F-A-B-O-L-O-U-S!!! (And of course I know it's spelled with a "U"



)


----------



## Little_Lisa (Nov 3, 2006)

LOL Niiice!


----------



## Aquilah (Nov 3, 2006)

LOL! Thanks!


----------



## WhitneyF (Nov 3, 2006)

Hellz yea! lol...


----------



## LVA (Nov 3, 2006)

lol, awesome post!


----------



## Teresamachado (Nov 3, 2006)

Heck Yeah!!!


----------



## Princess6828 (Nov 3, 2006)

That's great!


----------



## Gleam84 (Nov 3, 2006)

LOL


----------



## Sonia_K (Nov 3, 2006)

I love it


----------



## MyZz DiVa (Nov 4, 2006)

HaHa


----------



## Anika_1 (Nov 4, 2006)

really entertaining....so much truth in that poem lol!!!


----------



## Leony (Nov 5, 2006)

Loool!


----------



## Ms-lala (Nov 10, 2006)

That's great!!


----------



## stories132639 (Nov 10, 2006)

=( alas, our society so divided over something as simple as gender


----------



## MACaholic711 (Nov 21, 2006)

thats great! i love it!


----------



## ROYALE (Jan 28, 2007)

GREAT






THX


----------



## ivette (Jan 28, 2007)

Originally Posted by *LVA* /img/forum/go_quote.gif lol, awesome post!


----------



## CubNan (Jan 28, 2007)

that's wonderful!

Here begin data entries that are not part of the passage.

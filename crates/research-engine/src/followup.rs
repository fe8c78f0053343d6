//! Follow-up generation over an existing artifact: chat answers and
//! additional findings groups.

use std::collections::HashSet;
use std::sync::Arc;

use common::{ChatRole, ChatTurn, FindingsGroup, ResearchArtifact, ResearchRequest};
use llm_client::{parse_structured, ChatMessage, CompletionRequest, GenerationError, TextGenerator};
use serde::Deserialize;
use tracing::instrument;

use crate::prompts::{chat_system_prompt, extend_prompt};

const EMPTY_ANSWER: &str = "I'm not sure about that.";

pub struct ResearchChat {
    text: Arc<dyn TextGenerator>,
    model: String,
}

impl ResearchChat {
    pub fn new(text: Arc<dyn TextGenerator>, model: impl Into<String>) -> Self {
        Self { text, model: model.into() }
    }

    /// Answers `question` with the artifact as context; prior turns are
    /// replayed in order before it.
    #[instrument(skip_all, fields(key = %request.key, turns = prior_turns.len()))]
    pub async fn ask(
        &self,
        request: &ResearchRequest,
        artifact: &ResearchArtifact,
        prior_turns: &[ChatTurn],
        question: &str,
    ) -> Result<String, GenerationError> {
        let context = serde_json::to_string(artifact)
            .map_err(|e| GenerationError::Configuration(format!("artifact encoding failed: {}", e)))?;

        let history = prior_turns.iter().map(|turn| match turn.role {
            ChatRole::User => ChatMessage::user(&turn.content),
            ChatRole::Assistant => ChatMessage::assistant(&turn.content),
        });
        let completion = CompletionRequest::new(&self.model)
            .system(chat_system_prompt(request, &context))
            .messages(history)
            .message(ChatMessage::user(question));

        let answer = self.text.complete(completion).await?;
        let answer = answer.trim();
        Ok(if answer.is_empty() {
            EMPTY_ANSWER.to_string()
        } else {
            answer.to_string()
        })
    }
}

#[derive(Debug, Deserialize)]
struct MoreResearch {
    categories: Vec<FindingsGroup>,
}

pub struct ResearchExtender {
    text: Arc<dyn TextGenerator>,
    model: String,
}

impl ResearchExtender {
    pub fn new(text: Arc<dyn TextGenerator>, model: impl Into<String>) -> Self {
        Self { text, model: model.into() }
    }

    /// New groups whose titles differ (case-insensitively) from the ones shown.
    #[instrument(skip_all, fields(key = %request.key))]
    pub async fn extend(
        &self,
        request: &ResearchRequest,
        existing_titles: &[String],
    ) -> Result<Vec<FindingsGroup>, GenerationError> {
        let completion = CompletionRequest::new(&self.model)
            .message(ChatMessage::user(extend_prompt(request, existing_titles)));
        let text = self.text.complete(completion).await?;
        let more: MoreResearch = parse_structured(&text)?;

        let mut seen: HashSet<String> = existing_titles.iter().map(|t| t.trim().to_lowercase()).collect();
        Ok(more
            .categories
            .into_iter()
            .filter(|group| seen.insert(group.title.trim().to_lowercase()))
            .collect())
    }
}
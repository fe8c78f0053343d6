use serde::{Deserialize, Serialize};

#[derive(Debug, Clone, Copy, PartialEq, Eq, Serialize, Deserialize)]
#[serde(rename_all = "lowercase")]
pub enum Role {
    System,
    User,
    Assistant,
}

#[derive(Debug, Clone, PartialEq, Serialize, Deserialize)]
pub struct ChatMessage {
    pub role: Role,
    pub content: String,
}

impl ChatMessage {
    pub fn user(content: impl Into<String>) -> Self {
        Self { role: Role::User, content: content.into() }
    }

    pub fn assistant(content: impl Into<String>) -> Self {
        Self { role: Role::Assistant, content: content.into() }
    }
}

/// A text-generation call: optional system prompt plus the conversation.
#[derive(Debug, Clone, PartialEq)]
pub struct CompletionRequest {
    pub model: String,
    pub system: Option<String>,
    pub messages: Vec<ChatMessage>,
}

impl CompletionRequest {
    pub fn new(model: impl Into<String>) -> Self {
        Self {
            model: model.into(),
            system: None,
            messages: Vec::new(),
        }
    }

    pub fn system(mut self, prompt: impl Into<String>) -> Self {
        self.system = Some(prompt.into());
        self
    }

    pub fn message(mut self, message: ChatMessage) -> Self {
        self.messages.push(message);
        self
    }

    pub fn messages(mut self, messages: impl IntoIterator<Item = ChatMessage>) -> Self {
        self.messages.extend(messages);
        self
    }
}

#[derive(Debug, Clone, thiserror::Error)]
pub enum GenerationError {
    #[error("Generation service not configured: {0}")]
    Configuration(String),
    #[error("Rate limited, retry after {retry_after_ms}ms")]
    RateLimited { retry_after_ms: u64 },
    #[error("Generation credits exhausted")]
    QuotaExhausted,
    #[error("Malformed generation output: {0}")]
    MalformedOutput(String),
    #[error("Transport failure: {0}")]
    Transport(String),
    #[error("HTTP status {status}: {body}")]
    Upstream { status: u16, body: String },
}

impl GenerationError {
    /// Stable code for journals and client error mapping.
    pub fn code(&self) -> &'static str {
        match self {
            Self::Configuration(_) => "RESEARCH_NOT_CONFIGURED",
            Self::RateLimited { .. } => "RESEARCH_RATE_LIMITED",
            Self::QuotaExhausted => "RESEARCH_QUOTA_EXHAUSTED",
            Self::MalformedOutput(_) => "RESEARCH_MALFORMED_OUTPUT",
            Self::Transport(_) => "RESEARCH_TRANSPORT_ERROR",
            Self::Upstream { .. } => "RESEARCH_HTTP_ERROR",
        }
    }

    /// Whether the caller may retry later without operator action.
    pub fn is_retryable(&self) -> bool {
        matches!(self, Self::RateLimited { .. } | Self::Transport(_))
    }
}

Can't wait to send it to every man I know


----------



## sushi-gal (Jan 29, 2007)

I love it


----------



## FeverDream (Jan 31, 2007)

Ooh, I call females "chicks" all the time =X. And I watch the gory movies. Girl power!


----------



## empericalbeauty (Jan 31, 2007)

awesome.


----------



## LovinPigments (Feb 2, 2007)

HAHAHa pretty funny


----------



## jassjass (Sep 25, 2007)




----------



## PhantomGoddess (Sep 25, 2007)




----------



## MissPout (Sep 26, 2007)

wonderful! love it!


----------



## adrianavanessa (Sep 26, 2007)

"I can get a massage without a hard-on" HAHAHA. Thanks for the post!


----------



## Flavz (Sep 26, 2007)

love that poem lol


----------



## MamaRocks (Sep 30, 2007)

cute!


----------



## princess_20 (Sep 30, 2007)

that so cool!


----------



## Ariaden (Oct 6, 2007)

ahah! funny


----------